A)Find the upper limit to the probability that the total weight will exceed the maximum permitted using Markov's inequality.
B)Find the upper limit to the probability that the total weight will exceed the maximum permitted using Chebyshev's inequality.

2.Let $X_n$ be the number of tails after $n$ tries,
P(tails)=p.
Find n that assures the probability of | $X_n$/n-p|< 0.1 is at least 0.95.

As far as I know in the first question according to Markov's inequality it shold go something like that:
P(X $\geqslant$700)=E(X)/700=80.5/700=0.115,is it correct?
Please correct me if I'm wrong and help me solve the rest.
1A is not correct, you should be using the mean weight of eight people not of one. To see that your answer is not reasonable you need only realise that the mean weight of eight people is $644$kg, so $644/700 \approx 0.92$

For 1B you will need the standard deviation $$\sigma_1$$ of the weight distribution (I will assume you are to use the two-sided Chebyshev Inequality). Now the standard deviation of the sum of the weights of 8 people is $\sigma_8=\sigma_1\sqrt{8}$. Then the Chebyshev Inequality tells you that:

$P(|X-644|\ge k\sigma_8)\le \frac{1}{k^2}$

AS we are interested in the probability of the total weight exceeding $700$ kg we put:

$k \sigma_8 =700-644=56$

CB

3. Originally Posted by CaptainBlack
1A is not correct, you should be using the mean weight of eight people not of one. To see that your answer is not reasonable you need only realise that the mean weight of eight people is $644$kg, so $644/700 \approx 0.92$

For 1B you will need the standard deviation $$\sigma_1$$ of the weight distribution (I will assume you are to use the two-sided Chebyshev Inequality). Now the standard deviation of the sum of the weights of 8 people is $\sigma_8=\sigma_1\sqrt{8}$. Then the Chebyshev Inequality tells you that:

$P(|X-644|\ge k\sigma_8)\le \frac{1}{k}$

AS we are interested in the probability of the total weight exceeding $700$ kg we put:

$k \sigma_8 =700-644=56$

CB
1B. I think X is symmetric so the Chebyshev's inequation can represent
$2P\{X-644 \ge k\sigma_X \}=P\{|X-644|\ge k\sigma_X\}\le\frac{1}{k^2}$
Chose $k\sigma_X=56$. From this we obtain the upper limit $\frac{1}{2k^2}$.

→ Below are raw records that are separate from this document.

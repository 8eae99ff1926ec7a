//! Environment session: the lifecycle state machine.
//!
//! ```text
//!  Unstarted ──start──▶ Suspended ──step──▶ Suspended ... ──step──▶ Done
//!                           ▲                                         │
//!                           └────────────────reset────────────────────┘
//!  any state ──end──▶ Closed
//! ```
//!
//! `Running` is only held while a call is inside the simulation.

mod lease;

use std::fmt;
use std::path::{Path, PathBuf};
use std::sync::Arc;

use lease::InstanceLease;

use crate::context::{ContextOptions, ExecutionContext, Transfer};
use crate::error::{BridgeError, BridgeResult, UsageError};
use crate::obs::{ChannelKey, Element, ObservationBuffers};
use crate::seed::{SeedController, Seeds};
use crate::settings::{Settings, trace_name_for};
use crate::sim::{EndCause, ModuleLoader, SimulationModule};
use crate::trace::TraceSink;

/// Where a session is in its life.
#[derive(Debug, Clone, Copy, PartialEq, Eq, Hash)]
pub enum Lifecycle {
    /// Created; buffers may still be bound.
    Unstarted,
    /// A call is executing the simulation.
    Running,
    /// Parked at an input request.
    Suspended,
    /// The episode ended; only `reset` and `end` remain.
    Done,
    /// Torn down.
    Closed,
}

#[derive(Debug, Clone, Copy, Default)]
struct EpisodeStatus {
    how_done: Option<EndCause>,
    in_normal_game: bool,
    steps: u64,
}

/// One bridge instance coordinating one simulation lifetime.
///
/// The session borrows the caller's observation buffers for `'b`; read them
/// between calls through [`Session::observation`].
pub struct Session<'b> {
    module: Arc<dyn SimulationModule>,
    module_path: PathBuf,
    settings: Settings,
    trace_name: String,
    buffers: ObservationBuffers<'b>,
    seeds: SeedController,
    context: Option<ExecutionContext>,
    trace: Option<TraceSink>,
    lifecycle: Lifecycle,
    status: EpisodeStatus,
    episodes: u64,
    lease: Option<InstanceLease>,
}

4. Originally Posted by cursedbg
2.Let $X_n$ be the number of tails after $n$ tries,
P(tails)=p.
Find n that assures the probability of | $X_n$/n-p|< 0.1 is at least 0.95.
With note that $E(X_n/n)=p, Var (X_n/n)=pq/n$ , we use Chebyshev's inequation
$P\{|\frac{X_n/n-p}{\sqrt{pq/n}}|\ge \frac{0.1}{\sqrt{pq/n}} \}$ $\le \frac{pq/n}{0.01}$
and let the upper limit equal 0.95

5. Originally Posted by mahefo
1B. I think X is symmetric so the Chebyshev's inequation can represent
$2P\{X-644 \ge k\sigma_X \}=P\{|X-644|\ge k\sigma_X\}\le\frac{1}{k^2}$
Chose $k\sigma_X=56$. From this we obtain the upper limit $\frac{1}{2k^2}$.
Yes you can use the one sided inequality if you have covered it, but what you have posted is not the one sided Chebyshev Inequality, which is:

$P(X-\mu \ge k\sigma)\le \frac{1}{1+k^2}$

CB